The Trump administration has officially abandoned affirmative action, having decided that African Americans and Latinos no longer need any additional breaks and can pull themselves up by their own shoelaces.
Trump forgot that his son-in-Law Jared Kushner was the beneficiary of affirmative action. As detailed by journalist Daniel Golden in a book about preferential treatment for rich boys, Kushner’s dad gave Harvard a couple of million dollars, although no one in the family ever went to Harvard. This cleared the way for Jared’s admission, who vaulted over better qualified applicants from the same high school. Golden’s Book is called “The Price of Admission: How America’s Ruling Class Buys Its Way into Elite Colleges—and Who Gets Left Outside the Gates.”
I’m not sure how Donald got into the Wharton School.
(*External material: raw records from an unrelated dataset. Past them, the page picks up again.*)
use std::fmt;
use std::ops::Range;
use std::panic;

use serde::{Deserialize, Serialize};
use sha2::{Digest, Sha256};
use thiserror::Error;
use tracing::{debug, warn};

use crate::ast::{DotGraph, EdgeOp};
use crate::grammar::parse_dot_document_with_body;
use crate::graph_builder::ParsedGraph;

/// Deepest brace, bracket or HTML nesting accepted before parsing.
pub const MAX_NESTING_DEPTH: usize = 64;

#[derive(Debug, Clone, PartialEq, Eq, Error)]
pub enum ValidationError {
    #[error("syntax error at line {line}, column {column}: {message}")]
    Syntax {
        line: usize,
        column: usize,
        message: String,
    },
    #[error("root graph must be a `digraph`")]
    Undirected,
    #[error("undirected edge operator `--` used inside a digraph ({count} occurrences)")]
    EdgeOperator { count: usize },
    #[error("nesting depth {depth} exceeds the limit of {limit}")]
    TooDeep { depth: usize, limit: usize },
    #[error("parser panicked: {message}")]
    ParserPanic { message: String },
}

/// A DOT document that passed grammar validation.
///
/// Only [`validate`] constructs one, so holding a `GraphDocument` means the
/// text parses as a directed graph.
#[derive(Debug, Clone, PartialEq, Eq, Serialize, Deserialize)]
#[serde(try_from = "String", into = "String")]
pub struct GraphDocument {
    text: String,
    graph: DotGraph,
    body: Range<usize>,
}

impl GraphDocument {
    #[must_use]
    pub fn as_str(&self) -> &str {
        &self.text
    }

    #[must_use]
    pub fn into_string(self) -> String {
        self.text
    }

    /// SHA-256 of the document text, lowercase hex.
    #[must_use]
    pub fn digest(&self) -> String {
        format!("{:x}", Sha256::digest(self.text.as_bytes()))
    }

    #[must_use]
    pub fn graph_name(&self) -> Option<&str> {
        self.graph.id.as_ref().map(|id| id.text())
    }

    /// Byte range of the root statement list, between its braces.
    #[must_use]
    pub fn body_span(&self) -> Range<usize> {
        self.body.clone()
    }

    /// The parsed syntax tree.
    #[must_use]
    pub fn syntax(&self) -> &DotGraph {
        &self.graph
    }

    #[must_use]
    pub fn parsed_graph(&self) -> ParsedGraph {
        ParsedGraph::from_dot(&self.graph)
    }
}

impl AsRef<str> for GraphDocument {
    fn as_ref(&self) -> &str {
        &self.text
    }
}

impl fmt::Display for GraphDocument {
    fn fmt(&self, f: &mut fmt::Formatter<'_>) -> fmt::Result {
        f.write_str(&self.text)
    }
}

impl TryFrom<String> for GraphDocument {
    type Error = ValidationError;

    fn try_from(text: String) -> Result<Self, Self::Error> {
        validate(&text)
    }
}

impl From<GraphDocument> for String {
    fn from(document: GraphDocument) -> Self {
        document.text
    }
}

/// Check sanitized text against the DOT grammar and the directed-graph rules.
pub fn validate(sanitized: &str) -> Result<GraphDocument, ValidationError> {
    let result = check(sanitized);
    match &result {
        Ok(document) => debug!(
            graph = document.graph_name().unwrap_or(""),
            bytes = sanitized.len(),
            "graph document validated"
        ),
        Err(error) => warn!(%error, "graph document rejected"),
    }
    result
}

#[must_use]
pub fn is_valid(text: &str) -> bool {
    check(text).is_ok()
}

fn check(text: &str) -> Result<GraphDocument, ValidationError> {
    let depth = nesting_depth(text);
    if depth > MAX_NESTING_DEPTH {
        return Err(ValidationError::TooDeep {
            depth,
            limit: MAX_NESTING_DEPTH,
        });
    }

    let parsed = panic::catch_unwind(|| parse_dot_document_with_body(text)).map_err(|payload| {
        ValidationError::ParserPanic {
            message: panic_message(payload.as_ref()),
        }
    })?;

    let (graph, body) = parsed.map_err(|errors| match errors.first() {
        Some(first) => ValidationError::Syntax {
            line: first.line,
            column: first.column,
            message: first.message.clone(),
        },
        None => ValidationError::Syntax {
            line: 1,
            column: 1,
            message: "unrecognized input".to_string(),
        },
    })?;

    if !graph.directed {
        return Err(ValidationError::Undirected);
    }

    let undirected = graph
        .edge_operators()
        .into_iter()
        .filter(|op| *op == EdgeOp::Undirected)
        .count();
    if undirected > 0 {
        return Err(ValidationError::EdgeOperator { count: undirected });
    }

    Ok(GraphDocument {
        text: text.to_string(),
        graph,
        body,
    })
}

/// Maximum nesting of `{`, `[` and HTML `<` outside quoted strings and
/// comments.
///
/// Comments are skipped with the same rules the grammar uses, so a quote
/// inside a comment cannot hide the braces after it. Nothing after an
/// unterminated string or block comment is counted; the grammar reads it
/// as the same unterminated token and fails there.
fn nesting_depth(text: &str) -> usize {
    let mut depth = 0_usize;
    let mut html = 0_usize;
    let mut deepest = 0_usize;
    let mut chars = text.chars().peekable();

    while let Some(ch) = chars.next() {
        if html > 0 {
            match ch {
                '<' => html += 1,
                '>' => html -= 1,
                _ => {}
            }
            deepest = deepest.max(depth + html);
            continue;
        }
        match ch {
            '"' => {
                let mut escaped = false;
                let mut closed = false;
                for inner in chars.by_ref() {
                    match inner {
                        _ if escaped => escaped = false,
                        '\\' => escaped = true,
                        '"' => {
                            closed = true;
                            break;
                        }
                        _ => {}
                    }
                }
                if !closed {
                    return deepest;
                }
            }
            '/' if chars.peek() == Some(&'/') => skip_line(&mut chars),
            '#' => skip_line(&mut chars),
            '/' if chars.peek() == Some(&'*') => {
                chars.next();
                let mut star = false;
                let mut closed = false;
                for inner in chars.by_ref() {
                    if star && inner == '/' {
                        closed = true;
                        break;
                    }
                    star = inner == '*';
                }
                if !closed {
                    return deepest;
                }
            }
            '{' | '[' => depth += 1,
            '}' | ']' => depth = depth.saturating_sub(1),
            '<' => html += 1,
            _ => {}
        }
        deepest = deepest.max(depth + html);
    }
    deepest
}

fn skip_line(chars: &mut std::iter::Peekable<std::str::Chars<'_>>) {
    for ch in chars.by_ref() {
        if ch == '\n' {
            break;
        }
    }
}

fn panic_message(payload: &(dyn std::any::Any + Send)) -> String {
    if let Some(message) = payload.downcast_ref::<&str>() {
        (*message).to_string()
    } else if let Some(message) = payload.downcast_ref::<String>() {
        message.clone()
    } else {
        "unknown panic payload".to_string()
    }
}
It surely wasn’t grades or brains or even athletic skills (remember that the bone spur in his foot enabled him to avoid the Vietnam draft, his fifth deferment).
The story begins:
WASHINGTON — The Trump administration will encourage the nation’s school superintendents and college presidents to adopt race-blind admissions standards, abandoning an Obama administration policy that called on universities to consider race as a factor in diversifying their campuses, Trump administration officials said.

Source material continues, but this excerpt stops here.